--- DATASET CONTENT Enclosed Below ---
//! Input checks applied before any store mutation.
//!
//! Each form turns raw text fields into a domain value or a [`FormError`]
//! whose message is shown to the user as-is.

use chrono::NaiveDate;
use once_cell::sync::Lazy;
use regex::Regex;
use thiserror::Error;

use crate::{
    models::{Client, Room, DATE_FORMAT},
    store::HotelStore,
};

/// Room types offered by the interface.
pub const ROOM_KINDS: [&str; 3] = ["Double", "Single", "Presidential"];

// Day and month may be written with one or two digits, as the data file accepts.
static DATE_PATTERN: Lazy<Regex> = Lazy::new(|| {
    Regex::new(r"^[0-9]{1,2}/[0-9]{1,2}/[0-9]{4}$").expect("failed to compile date regex")
});

/// User-facing validation failures.
#[derive(Debug, Clone, PartialEq, Eq, Error)]
pub enum FormError {
    /// A required field was left blank.
    #[error("Fill in all fields!")]
    MissingFields,
    /// The room number is not a whole number.
    #[error("Room number must be a whole number: {0}")]
    InvalidNumber(String),
    /// The price is not a non-negative decimal.
    #[error("Price must be a non-negative number: {0}")]
    InvalidPrice(String),
    /// A date does not match `dd/mm/yyyy` or is not a real day.
    #[error("Invalid date {0}, expected dd/mm/yyyy")]
    InvalidDate(String),
    /// Checkout falls on or before checkin.
    #[error("Check-out must be after check-in")]
    CheckoutNotAfterCheckin,
    /// The selected client no longer exists.
    #[error("Selected client not found")]
    UnknownClient,
    /// The selected room does not exist or is already booked.
    #[error("Selected room is not available")]
    UnavailableRoom,
}

/// Parse a `dd/mm/yyyy` date. Single-digit day and month are accepted.
pub fn parse_date(raw: &str) -> Result<NaiveDate, FormError> {
    let trimmed = raw.trim();
    if !DATE_PATTERN.is_match(trimmed) {
        return Err(FormError::InvalidDate(trimmed.to_string()));
    }
    NaiveDate::parse_from_str(trimmed, DATE_FORMAT)
        .map_err(|_| FormError::InvalidDate(trimmed.to_string()))
}

/// Render a date as `dd/mm/yyyy`.
pub fn format_date(date: NaiveDate) -> String {
    date.format(DATE_FORMAT).to_string()
}

fn required(value: &str) -> Result<&str, FormError> {
    let trimmed = value.trim();
    if trimmed.is_empty() {
        Err(FormError::MissingFields)
    } else {
        Ok(trimmed)
    }
}

/// Raw client registration fields.
#[derive(Debug, Clone, Default, PartialEq, Eq)]
pub struct ClientForm {
    /// Full name.
    pub name: String,
    /// Phone.
    pub phone: String,
    /// E-mail.
    pub email: String,
}

impl ClientForm {
    /// Pre-fill the form from an existing client.
    pub fn from_client(client: &Client) -> Self {
        Self {
            name: client.name.clone(),
            phone: client.phone.clone(),
            email: client.email.clone(),
        }
    }

    /// Build a new client when every field is present.
    pub fn validate(&self) -> Result<Client, FormError> {
        let name = required(&self.name)?;
        let phone = required(&self.phone)?;
        let email = required(&self.email)?;
        Ok(Client::new(name, phone, email))
    }
}

/// Raw room registration fields.
#[derive(Debug, Clone, Default, PartialEq, Eq)]
pub struct RoomForm {
    /// Room number.
    pub number: String,
    /// Room type.
    pub kind: String,
    /// Nightly price.
    pub price: String,
}

impl RoomForm {
    /// Build a new available room from the fields.
    pub fn validate(&self) -> Result<Room, FormError> {
        let number = required(&self.number)?;
        let kind = required(&self.kind)?;
        let price = required(&self.price)?;

        let number = number
            .parse::<u32>()
            .map_err(|_| FormError::InvalidNumber(number.to_string()))?;
        let price = price
            .replace(',', ".")
            .parse::<f64>()
            .ok()
            .filter(|value| value.is_finite() && *value >= 0.0)
            .ok_or_else(|| FormError::InvalidPrice(price.to_string()))?;
        Ok(Room::new(number, kind, price))
    }
}

/// Raw reservation fields: picker selections plus typed dates.
#[derive(Debug, Clone, Default, PartialEq, Eq)]
pub struct ReservationForm {
    /// Id of the chosen client.
    pub client_id: Option<String>,
    /// Number of the chosen room.
    pub room_number: Option<u32>,
    /// Check-in date text.
    pub checkin: String,
    /// Check-out date text.
    pub checkout: String,
}

/// A reservation request that passed every boundary check.
#[derive(Debug, Clone, PartialEq, Eq)]
pub struct ReservationRequest {
    /// Booking client.
    pub client_id: String,
    /// Booked room.
    pub room_number: u32,
    /// Arrival.
    pub checkin: NaiveDate,
    /// Departure, strictly after arrival.
    pub checkout: NaiveDate,
}

impl ReservationForm {
    /// Parse both dates and require checkout after checkin.
    pub fn dates(&self) -> Result<(NaiveDate, NaiveDate), FormError> {
        let checkin = parse_date(required(&self.checkin)?)?;
        let checkout = parse_date(required(&self.checkout)?)?;
        if checkin >= checkout {
            return Err(FormError::CheckoutNotAfterCheckin);
        }
        Ok((checkin, checkout))
    }

    /// Check selections against the store and the dates against each other.
    pub fn validate(&self, store: &HotelStore) -> Result<ReservationRequest, FormError> {
        let client_id = self.client_id.as_deref().ok_or(FormError::MissingFields)?;
        let room_number = self.room_number.ok_or(FormError::MissingFields)?;
        let (checkin, checkout) = self.dates()?;

        if store.client(client_id).is_none() {
            return Err(FormError::UnknownClient);
        }
        if !store
            .available_rooms()
            .any(|room| room.number == room_number)
        {
            return Err(FormError::UnavailableRoom);
        }

        Ok(ReservationRequest {
            client_id: client_id.to_string(),
            room_number,
            checkin,
            checkout,
        })
    }
}

#[cfg(test)]
mod tests {
    use super::*;
    use anyhow::Result;
    use tempfile::tempdir;

    #[test]
    fn client_form_requires_every_field() {
        let form = ClientForm {
            name: "Ana".to_string(),
            phone: "  ".to_string(),
            email: "a@x.com".to_string(),
        };
        assert_eq!(form.validate(), Err(FormError::MissingFields));

        let form = ClientForm {
            phone: " 111 ".to_string(),
            ..form
        };
        let client = form.validate().expect("valid client");
        assert_eq!(client.phone, "111");
        assert!(!client.id.is_empty());
    }

    #[test]
    fn client_form_prefills_from_record() {
        let client = Client::new("Ana", "111", "a@x.com");
        let form = ClientForm::from_client(&client);
        assert_eq!(form.name, "Ana");
        assert_eq!(form.email, "a@x.com");
    }

    #[test]
    fn room_form_parses_number_and_price() {
        let form = RoomForm {
            number: "101".to_string(),
            kind: "Double".to_string(),
            price: "100,50".to_string(),
        };
        let room = form.validate().expect("valid room");
        assert_eq!(room.number, 101);
        assert_eq!(room.price, 100.5);
        assert!(room.available);

        let bad_number = RoomForm {
            number: "1a".to_string(),
            ..form.clone()
        };
        assert!(matches!(
            bad_number.validate(),
            Err(FormError::InvalidNumber(_))
        ));

        let negative = RoomForm {
            price: "-3".to_string(),
            ..form
        };
        assert!(matches!(negative.validate(), Err(FormError::InvalidPrice(_))));
    }

    #[test]
    fn dates_follow_fixed_format() {
        assert_eq!(
            parse_date("10/01/2024"),
            Ok(NaiveDate::from_ymd_opt(2024, 1, 10).expect("valid date"))
        );
        assert_eq!(
            parse_date("10/1/2024"),
            Ok(NaiveDate::from_ymd_opt(2024, 1, 10).expect("valid date"))
        );
        assert_eq!(
            parse_date("1/1/2024"),
            Ok(NaiveDate::from_ymd_opt(2024, 1, 1).expect("valid date"))
        );
        assert!(parse_date("1/1/24").is_err());
        assert!(parse_date("١٠/٠١/٢٠٢٤").is_err());
        assert!(parse_date("2024-01-10").is_err());
        assert!(parse_date("31/02/2024").is_err());
        let date = NaiveDate::from_ymd_opt(2024, 3, 5).expect("valid date");
        assert_eq!(format_date(date), "05/03/2024");
    }

    #[test]
    fn equal_dates_are_rejected_before_mutation() -> Result<()> {
        let dir = tempdir()?;
        let mut store = HotelStore::new(dir.path().join("dados.json"));
        let client = Client::new("Ana", "111", "a@x.com");
        let client_id = client.id.clone();
        store.add_client(client)?;
        store.add_room(Room::new(101, "Double", 100.0))?;

        let form = ReservationForm {
            client_id: Some(client_id),
            room_number: Some(101),
            checkin: "15/01/2024".to_string(),
            checkout: "15/01/2024".to_string(),
        };
        assert_eq!(
            form.validate(&store),
            Err(FormError::CheckoutNotAfterCheckin)
        );
        assert!(store.reservations().is_empty());
        assert!(store.room(101).expect("room exists").available);
        Ok(())
    }

    #[test]
    fn reservation_form_checks_selections() -> Result<()> {
        let dir = tempdir()?;
        let mut store = HotelStore::new(dir.path().join("dados.json"));
        let client = Client::new("Ana", "111", "a@x.com");
        let client_id = client.id.clone();
        store.add_client(client)?;
        store.add_room(Room::new(101, "Double", 100.0))?;

        let mut form = ReservationForm {
            client_id: None,
            room_number: Some(101),
            checkin: "10/01/2024".to_string(),
            checkout: "13/01/2024".to_string(),
        };
        assert_eq!(form.validate(&store), Err(FormError::MissingFields));

        form.client_id = Some("ghost".to_string());
        assert_eq!(form.validate(&store), Err(FormError::UnknownClient));

        form.client_id = Some(client_id.clone());
        let request = form.validate(&store).expect("valid request");
        assert_eq!(request.room_number, 101);

        store.make_reservation(&client_id, 101, request.checkin, request.checkout)?;
        assert_eq!(form.validate(&store), Err(FormError::UnavailableRoom));
        Ok(())
    }
}
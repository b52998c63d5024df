//! Application configuration stored under the user's config directory.

use std::{
    fs,
    path::{Path, PathBuf},
    time::Duration,
};

use anyhow::{Context, Result};
use config::{Config, File, FileFormat};
use serde::Deserialize;
use tracing::info;

use crate::store::DEFAULT_DATA_FILE;

/// Directory under `~/.config` holding the configuration file.
pub const CONFIG_DIR: &str = "hotel";
/// Configuration file name.
pub const CONFIG_FILE: &str = "config.toml";

const DEFAULT_HOTEL_NAME: &str = "Hotel Refúgio dos Sonhos";
const DEFAULT_TICK_RATE_MS: u64 = 250;

const DEFAULT_CONFIG: &str = r#"# Hotel manager configuration

# JSON file holding clients, rooms and reservations.
# Relative paths are resolved against the working directory.
data_file = "dados.json"

# Name shown in the title bar.
hotel_name = "Hotel Refúgio dos Sonhos"

# Input poll interval in milliseconds.
tick_rate_ms = 250
"#;

/// Runtime settings.
#[derive(Debug, Clone, PartialEq, Eq, Deserialize)]
#[serde(default)]
pub struct AppConfig {
    /// Path of the data file.
    pub data_file: PathBuf,
    /// Name shown in the title bar.
    pub hotel_name: String,
    /// Input poll interval in milliseconds.
    pub tick_rate_ms: u64,
}

impl Default for AppConfig {
    fn default() -> Self {
        Self {
            data_file: PathBuf::from(DEFAULT_DATA_FILE),
            hotel_name: DEFAULT_HOTEL_NAME.to_string(),
            tick_rate_ms: DEFAULT_TICK_RATE_MS,
        }
    }
}

impl AppConfig {
    /// Load the configuration from the default location.
    pub fn load() -> Result<Self> {
        Self::load_from(config_path())
    }

    /// Load the configuration from `path`, falling back to defaults for
    /// anything missing (including the file itself).
    pub fn load_from(path: impl AsRef<Path>) -> Result<Self> {
        let path = path.as_ref();
        let settings = Config::builder()
            .add_source(File::from(path).format(FileFormat::Toml).required(false))
            .build()
            .with_context(|| format!("failed to read config {}", path.display()))?;
        settings
            .try_deserialize()
            .with_context(|| format!("failed to parse config {}", path.display()))
    }

    /// Poll interval for terminal input.
    pub fn tick_rate(&self) -> Duration {
        Duration::from_millis(self.tick_rate_ms.max(1))
    }
}

/// Location of the configuration file.
pub fn config_path() -> PathBuf {
    dirs::config_dir()
        .unwrap_or_else(|| PathBuf::from("."))
        .join(CONFIG_DIR)
        .join(CONFIG_FILE)
}

/// Write the default configuration file if none exists yet.
pub fn ensure_default_config() -> Result<()> {
    write_default_config(config_path())
}

fn write_default_config(path: impl AsRef<Path>) -> Result<()> {
    let path = path.as_ref();
    if path.exists() {
        return Ok(());
    }
    if let Some(parent) = path.parent() {
        fs::create_dir_all(parent)
            .with_context(|| format!("failed to create {}", parent.display()))?;
    }
    fs::write(path, DEFAULT_CONFIG)
        .with_context(|| format!("failed to write {}", path.display()))?;
    info!("wrote default config to {}", path.display());
    Ok(())
}
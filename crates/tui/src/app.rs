use std::{io, thread, time::Duration};

use anyhow::{Context, Result};
use crossterm::{
    event::{self, Event, KeyCode, KeyEvent, KeyModifiers},
    execute,
    terminal::{disable_raw_mode, enable_raw_mode, EnterAlternateScreen, LeaveAlternateScreen},
};
use hotel_core::{
    forms::{format_date, ROOM_KINDS},
    reports::{self, format_currency, ReportKind},
    AppConfig, ClientForm, HotelStore, ReservationForm, RoomForm, StoreError,
};
use ratatui::{
    backend::CrosstermBackend,
    layout::{Constraint, Direction, Layout, Rect},
    style::{Color, Modifier, Style},
    text::{Line, Span},
    widgets::{Block, Borders, Cell, Paragraph, Row, Table, TableState, Tabs, Wrap},
    Frame, Terminal,
};
use tokio::sync::mpsc;
use tracing::{debug, error, info};

use crate::widgets::{clamp_cursor, step_cursor, Picker, TextInput};

#[derive(Debug, Clone)]
struct Theme {
    primary_fg: Color,
    accent: Color,
    muted: Color,
    selection_bg: Color,
    selection_fg: Color,
    success: Color,
    danger: Color,
}

impl Default for Theme {
    fn default() -> Self {
        Self {
            primary_fg: Color::White,
            accent: Color::Cyan,
            muted: Color::DarkGray,
            selection_bg: Color::DarkGray,
            selection_fg: Color::White,
            success: Color::Green,
            danger: Color::Red,
        }
    }
}

#[derive(Debug, Clone, Copy, PartialEq, Eq)]
enum Screen {
    Clients,
    Rooms,
    Reservations,
    Reports,
}

impl Screen {
    const ALL: [Screen; 4] = [
        Screen::Clients,
        Screen::Rooms,
        Screen::Reservations,
        Screen::Reports,
    ];

    fn title(self) -> &'static str {
        match self {
            Screen::Clients => "Clients",
            Screen::Rooms => "Rooms",
            Screen::Reservations => "Reservations",
            Screen::Reports => "Reports",
        }
    }

    fn index(self) -> usize {
        Self::ALL
            .iter()
            .position(|screen| *screen == self)
            .unwrap_or(0)
    }

    fn shifted(self, delta: isize) -> Self {
        let len = Self::ALL.len() as isize;
        let next = (self.index() as isize + delta).rem_euclid(len);
        Self::ALL[next as usize]
    }
}

/// Whether the last status message reports a failure.
#[derive(Debug, Clone, Copy, PartialEq, Eq)]
enum Tone {
    Info,
    Success,
    Error,
}

enum AppEvent {
    Input(Event),
    Tick,
}

struct ClientsScreen {
    name: TextInput,
    phone: TextInput,
    email: TextInput,
    focus: usize,
    cursor: usize,
}

impl ClientsScreen {
    const TABLE: usize = 3;

    fn new() -> Self {
        Self {
            name: TextInput::new("Full name"),
            phone: TextInput::new("Phone"),
            email: TextInput::new("E-mail"),
            focus: 0,
            cursor: 0,
        }
    }

    fn form(&self) -> ClientForm {
        ClientForm {
            name: self.name.value().to_string(),
            phone: self.phone.value().to_string(),
            email: self.email.value().to_string(),
        }
    }

    fn focused_input(&mut self) -> Option<&mut TextInput> {
        match self.focus {
            0 => Some(&mut self.name),
            1 => Some(&mut self.phone),
            2 => Some(&mut self.email),
            _ => None,
        }
    }

    fn clear(&mut self) {
        self.name.clear();
        self.phone.clear();
        self.email.clear();
    }
}

struct RoomsScreen {
    number: TextInput,
    kind: Picker<&'static str>,
    price: TextInput,
    focus: usize,
    cursor: usize,
}

impl RoomsScreen {
    const KIND: usize = 1;
    const TABLE: usize = 3;

    fn new() -> Self {
        let mut kind = Picker::new("Type");
        kind.set_options(
            ROOM_KINDS
                .iter()
                .map(|kind| (*kind, kind.to_string()))
                .collect(),
        );
        Self {
            number: TextInput::new("Number"),
            kind,
            price: TextInput::new("Nightly price"),
            focus: 0,
            cursor: 0,
        }
    }

    fn form(&self) -> RoomForm {
        RoomForm {
            number: self.number.value().to_string(),
            kind: self.kind.selected().map(|kind| kind.to_string()).unwrap_or_default(),
            price: self.price.value().to_string(),
        }
    }

    fn focused_input(&mut self) -> Option<&mut TextInput> {
        match self.focus {
            0 => Some(&mut self.number),
            2 => Some(&mut self.price),
            _ => None,
        }
    }

    fn clear(&mut self) {
        self.number.clear();
        self.kind.clear();
        self.price.clear();
    }
}

struct ReservationsScreen {
    client: Picker<String>,
    room: Picker<u32>,
    checkin: TextInput,
    checkout: TextInput,
    quote: Option<f64>,
    focus: usize,
    cursor: usize,
}

impl ReservationsScreen {
    const CLIENT: usize = 0;
    const ROOM: usize = 1;
    const TABLE: usize = 4;

    fn new() -> Self {
        Self {
            client: Picker::new("Client"),
            room: Picker::new("Available room"),
            checkin: TextInput::new("Check-in (dd/mm/yyyy)"),
            checkout: TextInput::new("Check-out (dd/mm/yyyy)"),
            quote: None,
            focus: 0,
            cursor: 0,
        }
    }

    fn form(&self) -> ReservationForm {
        ReservationForm {
            client_id: self.client.selected().cloned(),
            room_number: self.room.selected().copied(),
            checkin: self.checkin.value().to_string(),
            checkout: self.checkout.value().to_string(),
        }
    }

    fn focused_input(&mut self) -> Option<&mut TextInput> {
        match self.focus {
            2 => Some(&mut self.checkin),
            3 => Some(&mut self.checkout),
            _ => None,
        }
    }

    fn clear(&mut self) {
        self.client.clear();
        self.room.clear();
        self.checkin.clear();
        self.checkout.clear();
        self.quote = None;
    }
}

struct ReportsScreen {
    kind: Picker<ReportKind>,
    rows: Vec<(String, String)>,
}

impl ReportsScreen {
    fn new() -> Self {
        let mut kind = Picker::new("Report");
        kind.set_options(
            ReportKind::ALL
                .iter()
                .map(|kind| (*kind, kind.label().to_string()))
                .collect(),
        );
        Self {
            kind,
            rows: Vec::new(),
        }
    }
}

/// One line of a rendered form.
struct FieldView<'a> {
    label: &'a str,
    value: String,
    cursor: Option<usize>,
}

/// Interactive shell over a [`HotelStore`].
pub struct HotelApp {
    store: HotelStore,
    config: AppConfig,
    theme: Theme,
    screen: Screen,
    status: String,
    tone: Tone,
    should_quit: bool,
    clients: ClientsScreen,
    rooms: RoomsScreen,
    reservations: ReservationsScreen,
    reports: ReportsScreen,
}
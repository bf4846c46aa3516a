use async_trait::async_trait;
use auth_sdk::{IdentityStore, IdentityStoreError, NewPrincipal, Principal};
use dashmap::DashMap;
use dashmap::mapref::entry::Entry;
use uuid::Uuid;

/// Principals keyed by login.
#[derive(Default)]
pub struct InMemoryIdentityStore {
    by_login: DashMap<String, Principal>,
}

impl InMemoryIdentityStore {
    #[must_use]
    pub fn new() -> Self {
        Self::default()
    }

    #[must_use]
    pub fn len(&self) -> usize {
        self.by_login.len()
    }

    #[must_use]
    pub fn is_empty(&self) -> bool {
        self.by_login.is_empty()
    }
}

#[async_trait]
impl IdentityStore for InMemoryIdentityStore {
    async fn find_by_login(&self, login: &str) -> Result<Option<Principal>, IdentityStoreError> {
        Ok(self.by_login.get(login).map(|p| p.value().clone()))
    }

    async fn exists_by_login(&self, login: &str) -> Result<bool, IdentityStoreError> {
        Ok(self.by_login.contains_key(login))
    }

    async fn save(&self, principal: NewPrincipal) -> Result<Principal, IdentityStoreError> {
        // The shard lock held by `entry` makes check-and-insert a single step.
        match self.by_login.entry(principal.login.clone()) {
            Entry::Occupied(_) => Err(IdentityStoreError::DuplicateLogin {
                login: principal.login,
            }),
            Entry::Vacant(slot) => {
                let stored = Principal {
                    id: Uuid::now_v7().to_string(),
                    login: principal.login,
                    secret_hash: principal.secret_hash,
                    role: principal.role,
                };
                slot.insert(stored.clone());
                Ok(stored)
            }
        }
    }
}

#[cfg(test)]
mod tests {
    use super::*;

    fn new_principal(login: &str) -> NewPrincipal {
        NewPrincipal {
            login: login.to_owned(),
            secret_hash: "$argon2id$fake".to_owned(),
            role: "ROLE_USER".to_owned(),
        }
    }

    #[tokio::test]
    async fn save_assigns_unique_ids() {
        let store = InMemoryIdentityStore::new();
        let a = store.save(new_principal("a")).await.unwrap();
        let b = store.save(new_principal("b")).await.unwrap();

        assert_ne!(a.id, b.id);
        assert_eq!(store.len(), 2);
        assert!(store.exists_by_login("a").await.unwrap());
        assert_eq!(store.find_by_login("b").await.unwrap(), Some(b));
    }

    #[tokio::test]
    async fn save_rejects_existing_login() {
        let store = InMemoryIdentityStore::new();
        let first = store.save(new_principal("a")).await.unwrap();

        let mut again = new_principal("a");
        again.role = "ROLE_ADMIN".to_owned();
        let err = store.save(again).await.unwrap_err();

        assert!(matches!(err, IdentityStoreError::DuplicateLogin { ref login } if login == "a"));
        assert_eq!(store.find_by_login("a").await.unwrap(), Some(first));
    }

    #[tokio::test]
    async fn lookups_are_exact() {
        let store = InMemoryIdentityStore::new();
        store.save(new_principal("Ana")).await.unwrap();

        assert!(store.find_by_login("ana").await.unwrap().is_none());
        assert!(!store.exists_by_login("Ana ").await.unwrap());
        assert!(store.find_by_login("").await.unwrap().is_none());
    }
}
--- End of Enclosed DATASET CONTENT ---
--- WHAT IS NEEDED ---
List all lines from the entries that include the word "NewPrincipal".

--- SOLUTION ---
use auth_sdk::{IdentityStore, IdentityStoreError, NewPrincipal, Principal};
    async fn save(&self, principal: NewPrincipal) -> Result<Principal, IdentityStoreError> {
    fn new_principal(login: &str) -> NewPrincipal {
        NewPrincipal {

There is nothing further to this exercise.